By the end of this lecture, you should:

• recognize examples of periodic motion in everyday life.
• see some complicated oscillatory motion and production of sound through oscillatory motion.
• know that sound is pressure oscillations in air of frequency 20 Hz to 20 kHz.
• explain simple harmonic oscillation (SHO) through its basic equation, relation to circular motion, and complex exponential form.
• relate phase, angular velocity, frequency, and period.
• explain the dynamics of springs qualitatively and quantitatively.
• understand the relation of complex numbers to circular motion.
• quantitatively explain the dynamics of the pendulum in the small (angle) amplitude approximation.
• understand the concept of wave polarization.

## Check Yourself

• If the speed of sound in air is 1236 km/hour, what are the respective wavelengths of the highest (20 kHz) and lowest (20 Hz) frequency sound waves a human can hear?

0.0172 m; 17.2 m

• For BOTH the cases of a pendulum and a mass on a spring, choose respectively the unit calculations that show that the period formula gives a result with the units of time.
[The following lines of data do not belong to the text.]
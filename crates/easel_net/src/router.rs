//! Message routing — dispatches inbound envelopes to registered handlers.
//!
//! Each [`MessageKind`] maps to at most one handler. A handler receives the
//! connection key the envelope arrived on plus the envelope itself, and
//! returns the set of outbound envelopes the node must send in response.
//! Returning the sends as a value (rather than writing to sockets inside the
//! handler) keeps fan-out behavior observable in tests.

use std::collections::HashMap;
use std::future::Future;
use std::pin::Pin;
use std::sync::Arc;

use tracing::{debug, warn};

use crate::message::{Envelope, MessageKind};
use crate::transport::ConnKey;

/// An envelope destined for a specific connection.
#[derive(Debug, Clone)]
pub struct Outbound {
    pub to: ConnKey,
    pub envelope: Envelope,
}

impl Outbound {
    pub fn new(to: impl Into<ConnKey>, envelope: Envelope) -> Self {
        Self {
            to: to.into(),
            envelope,
        }
    }
}

/// Handler function type: (connection key, envelope) -> outbound envelopes.
pub type MessageHandler = Arc<
    dyn Fn(ConnKey, Envelope) -> Pin<Box<dyn Future<Output = Vec<Outbound>> + Send>>
        + Send
        + Sync,
>;

/// Routes inbound envelopes to handlers registered per message kind.
pub struct MessageRouter {
    handlers: HashMap<&'static str, MessageHandler>,
    default_handler: Option<MessageHandler>,
}

impl MessageRouter {
    pub fn new() -> Self {
        Self {
            handlers: HashMap::new(),
            default_handler: None,
        }
    }

    /// Register a handler for a specific message kind.
    ///
    /// Replaces any previously registered handler for that kind.
    pub fn register<F, Fut>(&mut self, kind: MessageKind, handler: F)
    where
        F: Fn(ConnKey, Envelope) -> Fut + Send + Sync + 'static,
        Fut: Future<Output = Vec<Outbound>> + Send + 'static,
    {
        let key = kind.dispatch_key();
        debug!("Registering handler for message kind: {key}");
        self.handlers
            .insert(key, Arc::new(move |conn, env| Box::pin(handler(conn, env))));
    }

    /// Register a fallback handler for kinds with no dedicated handler.
    pub fn register_default<F, Fut>(&mut self, handler: F)
    where
        F: Fn(ConnKey, Envelope) -> Fut + Send + Sync + 'static,
        Fut: Future<Output = Vec<Outbound>> + Send + 'static,
    {
        self.default_handler =
            Some(Arc::new(move |conn, env| Box::pin(handler(conn, env))));
    }

    /// Dispatch an envelope to its handler and return the resulting sends.
    pub async fn dispatch(&self, from: ConnKey, envelope: Envelope) -> Vec<Outbound> {
        let key = envelope.kind.dispatch_key();
        if let Some(handler) = self.handlers.get(key) {
            handler(from, envelope).await
        } else if let Some(default) = &self.default_handler {
            default(from, envelope).await
        } else {
            warn!("No handler registered for message kind: {key}");
            Vec::new()
        }
    }

    pub fn has_handler(&self, kind: &MessageKind) -> bool {
        self.handlers.contains_key(kind.dispatch_key())
    }

    pub fn handler_count(&self) -> usize {
        self.handlers.len()
    }
}

impl Default for MessageRouter {
    fn default() -> Self {
        Self::new()
    }
}

// ---------------------------------------------------------------------------
// Tests
// ---------------------------------------------------------------------------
$\frac{l}{g} \sf{\mbox{has units}} \frac{[m]}{[m/{{s}^{2}}]}=\frac{[1]}{[1/{{s}^{2}}]}=[{{s}^{2}}]$

$\frac{m}{k} \sf{\mbox{has units}} \frac{[kg]}{[N/m]}=\frac{[kg]}{[kg\cdot m/{{s}^{2}}/m]}=[{{s}^{2}}]$

The only further operation is a square root which gives [s].

• Again consider the pendulum and the mass on a spring, and describe how the angular frequency formula matches your experience and intuition.
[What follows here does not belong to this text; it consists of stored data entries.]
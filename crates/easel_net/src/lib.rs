//! Networking for the peer-to-peer whiteboard.
//!
//! One [`DirectoryServer`] is the rendezvous point; every other process is
//! a [`PeerNode`] that owns boards, follows boards owned elsewhere, or
//! both. Peers talk JSON envelopes over WebSockets, with connections opened
//! lazily and reused per `host:port`.

pub mod config;
pub mod directory;
pub mod error;
pub mod host;
pub mod message;
pub mod node;
pub mod pool;
pub mod replica;
pub mod router;
pub mod transport;

pub use config::NetConfig;
pub use directory::{DirectoryServer, DirectoryState};
pub use error::NetError;
pub use host::BoardHost;
pub use message::{BoardRef, Envelope, ErrorReport, MessageKind, PathUpdate, VersionedRef};
pub use node::{EditOutcome, PeerNode};
pub use pool::ConnectionPool;
pub use replica::Replicator;
pub use router::{MessageHandler, MessageRouter, Outbound};
pub use transport::{ConnKey, PeerConnection, TransportEvent, TransportServer, connect_to_peer};
//! The single-writer versioned board document.

use anyhow::{bail, Result};
use serde::{Deserialize, Serialize};
use tracing::debug;

use crate::id::{BoardId, PathToken};
use crate::wire::BoardSnapshot;

/// The mutation kinds a board accepts.
#[derive(Debug, Clone, PartialEq, Eq, Serialize, Deserialize)]
pub enum Mutation {
    /// Append a path to the end of the sequence.
    AddPath(PathToken),
    /// Remove the most recently appended path.
    Undo,
    /// Remove every path.
    Clear,
}

/// The normal negative outcome of a version-gated mutation.
///
/// Not an error in the failure sense: a conflict means some other submission
/// won the race and the caller must fetch the full state and resubmit. The
/// board is guaranteed untouched.
#[derive(Debug, Clone, Copy, PartialEq, Eq)]
pub struct VersionConflict {
    /// The version the caller believed the board was at.
    pub submitted: u64,
    /// The board's actual current version.
    pub current: u64,
}

impl std::fmt::Display for VersionConflict {
    fn fmt(&self, f: &mut std::fmt::Formatter<'_>) -> std::fmt::Result {
        write!(
            f,
            "version conflict: submitted {} but board is at {}",
            self.submitted, self.current
        )
    }
}

/// A whiteboard document: an ordered sequence of opaque paths plus a
/// monotonically increasing version counter.
///
/// Exactly one peer owns each board and is the sole authority for accepting
/// its mutations. A remote board is a read/forward proxy: it is only ever
/// advanced by applying mutations echoed or broadcast by the owner, which
/// keeps replica and owner versions identical.
#[derive(Debug, Clone, PartialEq, Eq)]
pub struct Board {
    id: BoardId,
    version: u64,
    paths: Vec<PathToken>,
    shared: bool,
    remote: bool,
}

impl Board {
    /// Create a new, empty board at version 0.
    ///
    /// `remote` marks the board as a proxy for another peer's board (created
    /// from a directory share notification) rather than a locally owned one.
    pub fn new(id: BoardId, remote: bool) -> Self {
        debug!("created board {id} (remote: {remote})");
        Self {
            id,
            version: 0,
            paths: Vec::new(),
            shared: false,
            remote,
        }
    }

    pub fn id(&self) -> &BoardId {
        &self.id
    }

    pub fn version(&self) -> u64 {
        self.version
    }

    pub fn paths(&self) -> &[PathToken] {
        &self.paths
    }

    pub fn is_shared(&self) -> bool {
        self.shared
    }

    pub fn is_remote(&self) -> bool {
        self.remote
    }

    /// Set the shared flag. Meaningful only for locally owned boards; the
    /// directory announcement is the caller's job.
    pub fn set_shared(&mut self, shared: bool) {
        self.shared = shared;
    }

    /// Compare-and-apply: accept `mutation` iff `submitted_version` equals
    /// the board's current version, as one atomic step.
    ///
    /// On acceptance the version advances by exactly 1 and the new version is
    /// returned. On conflict nothing changes. An `Undo` on an empty board is
    /// reported as a conflict too: there is no path to remove, so the
    /// submission cannot be what the caller believed it was.
    pub fn try_apply(
        &mut self,
        mutation: &Mutation,
        submitted_version: u64,
    ) -> Result<u64, VersionConflict> {
        let conflict = VersionConflict {
            submitted: submitted_version,
            current: self.version,
        };
        if submitted_version != self.version {
            return Err(conflict);
        }
        match mutation {
            Mutation::AddPath(path) => self.paths.push(path.clone()),
            Mutation::Undo => {
                if self.paths.pop().is_none() {
                    return Err(conflict);
                }
            }
            Mutation::Clear => self.paths.clear(),
        }
        self.version += 1;
        debug!("board {} advanced to version {}", self.id, self.version);
        Ok(self.version)
    }

    /// Produce a full-state snapshot: everything a viewer needs to
    /// reconstruct the board exactly.
    pub fn snapshot(&self) -> BoardSnapshot {
        BoardSnapshot {
            id: self.id.clone(),
            version: self.version,
            paths: self.paths.clone(),
        }
    }

    /// Replace version and paths from a full-state snapshot, as received
    /// during sync. The snapshot must be for this board.
    pub fn load_snapshot(&mut self, snapshot: BoardSnapshot) -> Result<()> {
        if snapshot.id != self.id {
            bail!(
                "snapshot for {} does not match board {}",
                snapshot.id,
                self.id
            );
        }
        self.version = snapshot.version;
        self.paths = snapshot.paths;
        debug!("board {} loaded snapshot at version {}", self.id, self.version);
        Ok(())
    }
}

// ===========================================================================
// Tests
// ===========================================================================

#[cfg(test)]
mod tests {
    use super::*;

    fn board(name: &str) -> Board {
        let id: BoardId = format!("peerX:3171:{name}").parse().unwrap();
        Board::new(id, false)
    }

    fn path(s: &str) -> PathToken {
        PathToken::new(s).unwrap()
    }

    // -----------------------------------------------------------------------
    // 1. creation
    // -----------------------------------------------------------------------

    #[test]
    fn new_board_is_empty_at_version_zero() {
        let b = board("board100");
        assert_eq!(b.version(), 0);
        assert!(b.paths().is_empty());
        assert!(!b.is_shared());
        assert!(!b.is_remote());
    }

    // -----------------------------------------------------------------------
    // 2. add path with matching version
    // -----------------------------------------------------------------------

    #[test]
    fn add_path_with_matching_version_is_accepted() {
        let mut b = board("board100");
        let p1 = path("p1");

        let v = b.try_apply(&Mutation::AddPath(p1.clone()), 0).unwrap();
        assert_eq!(v, 1);
        assert_eq!(b.version(), 1);
        assert_eq!(b.paths(), &[p1]);
    }

    // -----------------------------------------------------------------------
    // 3. version monotonicity
    // -----------------------------------------------------------------------

    #[test]
    fn accepted_mutations_increment_by_exactly_one() {
        let mut b = board("mono");
        for i in 0..10u64 {
            let v = b
                .try_apply(&Mutation::AddPath(path(&format!("p{i}"))), i)
                .unwrap();
            assert_eq!(v, i + 1);
        }
        assert_eq!(b.version(), 10);

        let v = b.try_apply(&Mutation::Undo, 10).unwrap();
        assert_eq!(v, 11);
        let v = b.try_apply(&Mutation::Clear, 11).unwrap();
        assert_eq!(v, 12);
    }

    // -----------------------------------------------------------------------
    // 4. stale submission rejected, state untouched
    // -----------------------------------------------------------------------

    #[test]
    fn stale_version_is_rejected_without_mutation() {
        let mut b = board("stale");
        b.try_apply(&Mutation::AddPath(path("p1")), 0).unwrap();

        let before = b.clone();
        let err = b
            .try_apply(&Mutation::AddPath(path("p2")), 0)
            .unwrap_err();
        assert_eq!(err, VersionConflict { submitted: 0, current: 1 });
        assert_eq!(b, before);

        // A future version is just as stale.
        let err = b.try_apply(&Mutation::Clear, 5).unwrap_err();
        assert_eq!(err.current, 1);
        assert_eq!(b, before);
    }

    // -----------------------------------------------------------------------
    // 5. competing submitters (scenario: both believe the same version)
    // -----------------------------------------------------------------------

    #[test]
    fn first_of_two_concurrent_submissions_wins() {
        let mut b = board("race");
        b.try_apply(&Mutation::AddPath(path("p1")), 0).unwrap();
        b.try_apply(&Mutation::AddPath(path("p2")), 1).unwrap();

        // Two listeners both believe version 2.
        assert_eq!(b.try_apply(&Mutation::AddPath(path("a")), 2), Ok(3));
        let err = b.try_apply(&Mutation::AddPath(path("b")), 2).unwrap_err();
        assert_eq!(err, VersionConflict { submitted: 2, current: 3 });
        assert_eq!(b.paths().len(), 3);
    }

    // -----------------------------------------------------------------------
    // 6. undo
    // -----------------------------------------------------------------------

    #[test]
    fn undo_removes_most_recent_path() {
        let mut b = board("undo");
        let p1 = path("p1");
        b.try_apply(&Mutation::AddPath(p1.clone()), 0).unwrap();
        b.try_apply(&Mutation::AddPath(path("p2")), 1).unwrap();

        b.try_apply(&Mutation::Undo, 2).unwrap();
        assert_eq!(b.paths(), &[p1]);
        assert_eq!(b.version(), 3);
    }

    #[test]
    fn undo_on_empty_board_is_rejected() {
        let mut b = board("undo-empty");
        let err = b.try_apply(&Mutation::Undo, 0).unwrap_err();
        assert_eq!(err, VersionConflict { submitted: 0, current: 0 });
        assert_eq!(b.version(), 0);
    }

    // -----------------------------------------------------------------------
    // 7. clear
    // -----------------------------------------------------------------------

    #[test]
    fn clear_empties_the_path_sequence() {
        let mut b = board("clear");
        b.try_apply(&Mutation::AddPath(path("p1")), 0).unwrap();
        b.try_apply(&Mutation::AddPath(path("p2")), 1).unwrap();

        b.try_apply(&Mutation::Clear, 2).unwrap();
        assert!(b.paths().is_empty());
        assert_eq!(b.version(), 3);

        // Clearing an already-empty board is still a version bump.
        b.try_apply(&Mutation::Clear, 3).unwrap();
        assert_eq!(b.version(), 4);
    }

    // -----------------------------------------------------------------------
    // 8. snapshot / load
    // -----------------------------------------------------------------------

    #[test]
    fn snapshot_load_recovers_board_exactly() {
        let mut b = board("snap");
        b.try_apply(&Mutation::AddPath(path("p1")), 0).unwrap();
        b.try_apply(&Mutation::AddPath(path("p2")), 1).unwrap();

        let mut replica = Board::new(b.id().clone(), true);
        replica.load_snapshot(b.snapshot()).unwrap();
        assert_eq!(replica.version(), b.version());
        assert_eq!(replica.paths(), b.paths());
        assert!(replica.is_remote());
    }

    #[test]
    fn load_snapshot_rejects_wrong_board() {
        let mut b = board("one");
        let other = board("two");
        assert!(b.load_snapshot(other.snapshot()).is_err());
    }

    // -----------------------------------------------------------------------
    // 9. remote stub
    // -----------------------------------------------------------------------

    #[test]
    fn remote_stub_starts_empty_and_advances_like_the_owner() {
        let id: BoardId = "owner:9000:shared".parse().unwrap();
        let mut stub = Board::new(id, true);
        assert!(stub.is_remote());
        assert_eq!(stub.version(), 0);

        // Applying the owner's accepted echo keeps versions identical.
        stub.try_apply(&Mutation::AddPath(path("p1")), 0).unwrap();
        assert_eq!(stub.version(), 1);
    }
}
$\omega =\sqrt{\frac{g}{l}}$

makes sense since we would think the higher restoring force from a higher “g” would make a pendulum go faster, while a longer pendulum is know to vibrate more slowly

$\omega =\sqrt{\frac{k}{m}}$

makes sense since a stiffer spring vibrates with higher frequency, while a larger mass being pushed by a spring moves ponderously.

• For North American AC electricity with a frequency of 60 Hz, what is the angular frequency, including units?